Né le 5 octobre 1908 à Marseille (Bouches-du-Rhône), exécuté le 18 juin 1944 à à Vieugy (Haute-Savoie) ; employé des tramways ; communiste, cadre (commissaire politique) des Francs-Tireurs et partisans (FTP) de Savoie.

Fils de Louis Mazaudier, cafetier, et de Léonie Pascal, sans profession, Louis Mazaudier habitait au 65 Bd Sadi Carnot. Il s’était marié le 14 février 1931 à Villeurbanne (Rhône) avec Alice Fabre et était père d’un jeune garçon. Tourneur sur métaux, employé au dépôt des tramways des Chartreux, Louis Mazaudier militait au Parti communiste depuis 1934. Secrétaire de la cellule de Bois-Luzy, puis secrétaire de la section de Saint-Barnabé, il devint secrétaire adjoint de la section du quartier des Chartreux. Il avait suivi les cours de l’école de section. Responsable du comité de Front populaire le 10 décembre 1938, membre de Paix et Liberté et de Radio-Liberté, il était aussi délégué ouvrier du syndicat des trams, section des Ateliers. Mobilisé en 1939, il fut rendu à la vie civile le 27 juillet 1940. Dans l’été 1940, la police spéciale considérait qu’il continuait à militer et qu’il était l’un des responsable de la 6e section.
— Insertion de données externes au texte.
impl SensorSampler {
    /// Create a stopped sampler from the `[sampler]` config section.
    ///
    /// # Errors
    /// See [`SamplerSettings::from_config`].
    pub fn new(bus: Box<dyn AnalogBus>, config: &SamplerConfig) -> Result<Self, HalError> {
        Ok(Self::with_settings(bus, SamplerSettings::from_config(config)?))
    }

    /// Create a stopped sampler from already validated settings.
    pub fn with_settings(bus: Box<dyn AnalogBus>, settings: SamplerSettings) -> Self {
        Self {
            shared: Arc::new(SamplerShared::new(&settings)),
            running: Arc::new(AtomicBool::new(false)),
            worker: Worker::Idle {
                bus,
                core: SamplerCore::new(settings),
            },
        }
    }

    /// Launch the sampling thread. Idempotent while running.
    ///
    /// # Errors
    /// `HalError::InitFailed` if the bus was already released or the
    /// thread cannot be spawned.
    pub fn start(&mut self) -> Result<(), HalError> {
        match std::mem::replace(&mut self.worker, Worker::Released) {
            Worker::Running(handle) => {
                self.worker = Worker::Running(handle);
                Ok(())
            }
            Worker::Released => Err(HalError::InitFailed(
                "sampler bus already released".to_string(),
            )),
            Worker::Idle { bus, core } => {
                self.running.store(true, Ordering::SeqCst);
                let shared = Arc::clone(&self.shared);
                let running = Arc::clone(&self.running);
                let spawned = std::thread::Builder::new()
                    .name("dizzy-sampler".to_string())
                    .spawn(move || sample_loop(bus, core, shared, running));
                match spawned {
                    Ok(handle) => {
                        self.worker = Worker::Running(handle);
                        Ok(())
                    }
                    Err(e) => {
                        self.running.store(false, Ordering::SeqCst);
                        Err(HalError::InitFailed(format!(
                            "failed to spawn sampler thread: {e}"
                        )))
                    }
                }
            }
        }
    }

    /// Stop the sampling thread and release the bus.
    ///
    /// Safe to call when never started or already stopped.
    pub fn stop(&mut self) -> Result<(), HalError> {
        self.running.store(false, Ordering::SeqCst);
        let mut bus = match std::mem::replace(&mut self.worker, Worker::Released) {
            Worker::Released => return Ok(()),
            Worker::Idle { bus, .. } => bus,
            Worker::Running(handle) => match handle.join() {
                Ok((bus, _core)) => bus,
                Err(_) => {
                    return Err(HalError::CommunicationError(
                        "sampler thread panicked".to_string(),
                    ));
                }
            },
        };
        bus.release()
    }

    /// Whether the sampling thread is running.
    pub fn is_running(&self) -> bool {
        matches!(self.worker, Worker::Running(_))
    }

    /// Most recent raw reading of `channel`, 0 if never sampled.
    pub fn get_latest(&self, channel: u8) -> u16 {
        self.shared
            .latest
            .get(channel as usize)
            .map_or(0, |v| v.load(Ordering::Relaxed))
    }

    /// Counter snapshot.
    pub fn stats(&self) -> SamplerStats {
        SamplerStats {
            ticks: self.shared.ticks.load(Ordering::Relaxed),
            overruns: self.shared.overruns.load(Ordering::Relaxed),
            read_failures: self.shared.read_failures.load(Ordering::Relaxed),
            dropped_events: self.shared.dropped_events.load(Ordering::Relaxed),
            events_emitted: self.shared.events_emitted.load(Ordering::Relaxed),
            pending_events: self.shared.events.lock().len(),
        }
    }
}

impl HitSource for SensorSampler {
    fn pop_events(&self, max: usize) -> Vec<HitEvent> {
        self.shared.pop_events(max)
    }

    fn mask(&self, channels: &[u8], duration: Duration) -> Result<(), HalError> {
        self.shared.check_channels(channels)?;
        let until = Instant::now() + duration;
        let mut gates = self.shared.gates.lock();
        for &ch in channels {
            gates[ch as usize].mask_until(until);
        }
        Ok(())
    }

    fn boost_threshold(
        &self,
        channels: &[u8],
        extra: u16,
        duration: Duration,
    ) -> Result<(), HalError> {
        self.shared.check_channels(channels)?;
        let now = Instant::now();
        let mut gates = self.shared.gates.lock();
        for &ch in channels {
            gates[ch as usize].boost_until(extra, now + duration, now);
        }
        Ok(())
    }
}

impl Drop for SensorSampler {
    fn drop(&mut self) {
        if let Err(e) = self.stop() {
            warn!("Sampler shutdown failed: {}", e);
        }
    }
}

// ─── Thread loop ────────────────────────────────────────────────────

fn sample_loop(
    mut bus: Box<dyn AnalogBus>,
    mut core: SamplerCore,
    shared: Arc<SamplerShared>,
    running: Arc<AtomicBool>,
) -> (Box<dyn AnalogBus>, SamplerCore) {
    let period = core.settings().period;
    let channels = core.settings().channels.clone();
    info!(
        "Sampler started: {} channels, period={}us ({} mode)",
        channels.len(),
        period.as_micros(),
        if detect_rt_mode() { "real-time" } else { "standard" }
    );

    let mut readings: Vec<(usize, u8, u16)> = Vec::with_capacity(channels.len());
    let mut fresh: Vec<HitEvent> = Vec::new();

    while running.load(Ordering::SeqCst) {
        let tick_start = Instant::now();

        readings.clear();
        for (slot, &ch) in channels.iter().enumerate() {
            match bus.read_channel(ch) {
                Ok(raw) => {
                    shared.latest[ch as usize].store(raw, Ordering::Relaxed);
                    readings.push((slot, ch, raw));
                }
                Err(e) => {
                    let n = shared.read_failures.fetch_add(1, Ordering::Relaxed) + 1;
                    if should_report(n) {
                        warn!("Read failure #{} on channel {}: {}", n, ch, e);
                    }
                }
            }
        }

        {
            let mut gates = shared.gates.lock();
            for &(slot, ch, raw) in &readings {
                if let Some(event) = core.process(slot, raw, &mut gates[ch as usize], tick_start)
                {
                    debug!(
                        channel = event.channel,
                        raw = event.raw,
                        signal = event.signal,
                        damage = event.damage,
                        "Hit detected"
                    );
                    fresh.push(event);
                }
            }
        }
        if !fresh.is_empty() {
            shared.push_events(&mut fresh);
        }

        let ticks = shared.ticks.fetch_add(1, Ordering::Relaxed) + 1;
        let elapsed = tick_start.elapsed();
        if elapsed < period {
            std::thread::sleep(period - elapsed);
        } else {
            let n = shared.overruns.fetch_add(1, Ordering::Relaxed) + 1;
            if should_report(n) {
                warn!(
                    "Timing violation #{}: tick took {}us (target {}us)",
                    n,
                    elapsed.as_micros(),
                    period.as_micros()
                );
            }
        }

        if ticks % 1000 == 0 {
            debug!(
                "Sampler: {} ticks, overruns={}, read_failures={}",
                ticks,
                shared.overruns.load(Ordering::Relaxed),
                shared.read_failures.load(Ordering::Relaxed)
            );
        }
    }

    info!(
        "Sampler stopped after {} ticks (overruns: {})",
        shared.ticks.load(Ordering::Relaxed),
        shared.overruns.load(Ordering::Relaxed)
    );
    (bus, core)
}

/// First ten occurrences, then every thousandth.
fn should_report(count: u64) -> bool {
    count <= 10 || count % 1000 == 0
}

/// Detect if running in real-time mode by checking scheduler policy.
fn detect_rt_mode() -> bool {
    #[cfg(target_os = "linux")]
    {
        use libc::{SCHED_FIFO, SCHED_RR, sched_getscheduler};
        // SAFETY: querying the calling thread's policy has no preconditions.
        let policy = unsafe { sched_getscheduler(0) };
        policy == SCHED_FIFO || policy == SCHED_RR
    }
    #[cfg(not(target_os = "linux"))]
    {
        false
    }
}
Il fut arrêté en octobre et emprisonné à la prison militaire du Fort Saint-Nicolas, mais il bénéficia d’un non lieu le 27 mars 1941. Il n’en fut pas moins interné administrativement par un arrêté du 9 novembre 1940 et envoyé au camp de Chibron (commune de Signes, Var), puis, à la dissolution de ce camp, transféré dans celui de Saint-Sulpice-la-Pointe (Tarn) le 16 février 1941. Un avis favorable à sa libération l’astreignant à résider à Joyeuse (Ardèche) où son père avait un débit de boissons fut donné le 21 octobre 1942. Il ne semble pas qu’il ait été libéré, puisqu’il aurait fait partie des internés évadés en mai 1943 en cours de transfert en train vers Bayonne (Pyrénées-Atlantiques).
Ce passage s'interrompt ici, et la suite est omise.